Yeah, we sandbox the GC heap, so when we have any kind of GC heap corruption bug, it tends to look like those panics rather than overwriting host memory or what have you. Occasionally it might look like a SIGILL at a ud2 instruction because of an assertion check inside of JIT code tripping. But the important thing is that corruption in the GC heap should never result in memory unsafety in the rest of the runtime, just panics or whatever.

Anyways, the point is, it is likely not the same bug if it still triggers after #10456, but just that all kinds of GC heap corruption tend to show the same symptoms.

But as always, reduced test cases are super helpful, thanks for taking the time to make reproducers and all that!

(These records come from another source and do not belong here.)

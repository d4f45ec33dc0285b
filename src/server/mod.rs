mod aggregator;
mod connections;
mod listener;
mod routing;

pub use aggregator::{merge_configurations, ConfigError, ConfigurationWatcher};
pub use connections::{ConnectionGuard, ConnectionTracker};
pub use listener::EntryPoint;
pub use routing::{build_routing, RoutingTable};

use crate::config::StaticConfig;
use crate::provider::{DefaultServersBuilder, FileProvider, Provider};
use crate::proxy::HttpClient;
use anyhow::{Context, Result};
use std::future::Future;
use std::sync::Arc;
use tokio::signal;
use tokio::sync::{mpsc, watch};
use tokio::task::JoinSet;
use tracing::{debug, error, info};

/// Messages a provider can queue before the aggregator catches up.
const CONFIG_CHANNEL_CAPACITY: usize = 16;

pub struct Server {
    config: Arc<StaticConfig>,
}

impl Server {
    pub fn new(config: StaticConfig) -> Self {
        Self {
            config: Arc::new(config),
        }
    }

    /// Run until SIGINT or SIGTERM.
    pub async fn run(self) -> Result<()> {
        self.run_until(shutdown_signal()).await
    }

    /// Bind every entry point, start the providers, and serve until
    /// `shutdown` completes. Failing to bind or to load a provider's first
    /// configuration is fatal.
    pub async fn run_until(self, shutdown: impl Future<Output = ()>) -> Result<()> {
        let client = HttpClient::new(&self.config.forwarding).context("Failed to build HTTP client")?;
        crate::metrics::describe();

        let watcher = ConfigurationWatcher::new(Arc::clone(&self.config), client);
        let table = watcher.table();
        let (shutdown_tx, shutdown_rx) = watch::channel(false);

        let mut listeners = JoinSet::new();
        for (name, config) in &self.config.entry_points {
            let entry_point = Arc::new(EntryPoint::new(name, config.clone(), Arc::clone(&table))?);
            let listener = entry_point.bind().await?;
            listeners.spawn(entry_point.serve(listener, shutdown_rx.clone()));
        }

        let (config_tx, config_rx) = mpsc::channel(CONFIG_CHANNEL_CAPACITY);
        let aggregator = tokio::spawn(watcher.run(config_rx));

        let mut providers = JoinSet::new();
        for provider in self.providers() {
            let sender = config_tx.clone();
            let shutdown = shutdown_rx.clone();
            info!("Starting provider '{}'", provider.name());
            providers.spawn(async move {
                let name = provider.name().to_string();
                provider
                    .provide(sender, shutdown)
                    .await
                    .with_context(|| format!("Provider '{}' failed", name))
            });
        }
        drop(config_tx);

        info!("Server started, waiting for shutdown signal");
        tokio::pin!(shutdown);

        let outcome = loop {
            tokio::select! {
                _ = &mut shutdown => break Ok(()),
                Some(result) = providers.join_next(), if !providers.is_empty() => match result {
                    Ok(Ok(())) => debug!("A provider finished"),
                    Ok(Err(e)) => break Err(e),
                    Err(e) => error!("Provider task failed: {}", e),
                },
            }
        };

        info!("Shutting down");
        let _ = shutdown_tx.send(true);

        while providers.join_next().await.is_some() {}
        while listeners.join_next().await.is_some() {}
        if let Err(e) = aggregator.await {
            error!("Configuration aggregator failed: {}", e);
        }

        info!("Server stopped");
        outcome
    }

    fn providers(&self) -> Vec<Box<dyn Provider>> {
        let mut providers: Vec<Box<dyn Provider>> = Vec::new();
        if let Some(file) = &self.config.providers.file {
            providers.push(Box::new(FileProvider::new(file, Arc::new(DefaultServersBuilder))));
        }
        providers
    }
}

async fn shutdown_signal() {
    let ctrl_c = async {
        if let Err(e) = signal::ctrl_c().await {
            error!("Failed to install Ctrl+C handler: {}", e);
            std::future::pending::<()>().await;
        }
    };

    #[cfg(unix)]
    let terminate = async {
        match signal::unix::signal(signal::unix::SignalKind::terminate()) {
            Ok(mut stream) => {
                stream.recv().await;
            }
            Err(e) => {
                error!("Failed to install SIGTERM handler: {}", e);
                std::future::pending::<()>().await;
            }
        }
    };

    #[cfg(not(unix))]
    let terminate = std::future::pending::<()>();

    tokio::select! {
        _ = ctrl_c => {},
        _ = terminate => {},
    }
}

#[cfg(test)]
mod tests {
    use super::*;
    use crate::config::{EntryPointConfig, FileProviderConfig};
    use std::path::PathBuf;
    use std::time::Duration;

    fn config(filename: PathBuf) -> StaticConfig {
        let mut config = StaticConfig::default();
        config.entry_points.insert(
            "web".to_string(),
            EntryPointConfig {
                address: "127.0.0.1:0".to_string(),
                tls: None,
                transport: Default::default(),
            },
        );
        config.providers.file = Some(FileProviderConfig { filename, watch: false });
        config
    }

    #[tokio::test]
    async fn test_missing_provider_file_is_fatal() {
        let server = Server::new(config(PathBuf::from("/nonexistent/edgeroute/dynamic.yaml")));
        let result = tokio::time::timeout(Duration::from_secs(5), server.run_until(std::future::pending()))
            .await
            .unwrap();
        assert!(result.is_err());
    }

    #[tokio::test]
    async fn test_runs_until_shutdown() {
        let dir = std::env::temp_dir().join(format!("edgeroute-server-{}", std::process::id()));
        std::fs::create_dir_all(&dir).unwrap();
        let path = dir.join("dynamic.yaml");
        std::fs::write(&path, "http:\n  routers: {}\n").unwrap();

        let server = Server::new(config(path));
        let result = server
            .run_until(tokio::time::sleep(Duration::from_millis(100)))
            .await;
        assert!(result.is_ok());

        std::fs::remove_dir_all(&dir).ok();
    }

    #[tokio::test]
    async fn test_bind_failure_is_fatal() {
        let mut config = config(PathBuf::from("unused.yaml"));
        config.entry_points.get_mut("web").unwrap().address = "203.0.113.1:1".to_string();
        let result = Server::new(config).run_until(std::future::pending()).await;
        assert!(result.is_err());
    }
}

github-merge-queue bot pushed a commit that referenced this issue Mar 24, 2025
We were previously propagating the needs-inclusion-in-stack-maps bit from a
variable to the values resulting from `builder.use_var(my_var)` and passed to
`builder.def_var(my_var, my_val)`. However, that does not cover every
`ir::Value` generated for a given `ir::Variable`: it is missing block parameters
that the SSA builder inserted and which are *not* then used directly as the
result of `use_var`, but instead passed as arguments another block, and that
block's parameter is then directly or indirectly used as the result of
`builder.use_var(...)`. This chaining can go arbitrarily deep, based on the
program's control flow. By not marking these block parameters as needing
inclusion in stack maps, our stack maps would be incomplete, which meant that
the GC could too-eagerly collect objects, which meant that we would then get
use-after-free bugs.

The solution is for the `SSABuilder` to report all the block parameters that it
inserted, and for which `ir::Variable` it inserted them. We already have a
summary of the mutations that an `SSABuilder` performed, `SideEffects`, and
which must be handled by the `FunctionBuilder` after, e.g., sealing a block, so
we add this block-param-and-var information to it. Now, after the
`FunctionBuilder` has the `SSABuilder` do its thing, it handles fixing up not
only the modified blocks' status, which it was doing before, but also propagates
the needs-inclusion-in-stack-maps metadata from variables to all those
freshly-inserted block parameter values.

After this change, we successfully include *all* of a
needs-inclusion-in-stack-maps variable's values in stack maps, which avoids the
over-eager object reclamation and associated GC heap corruption.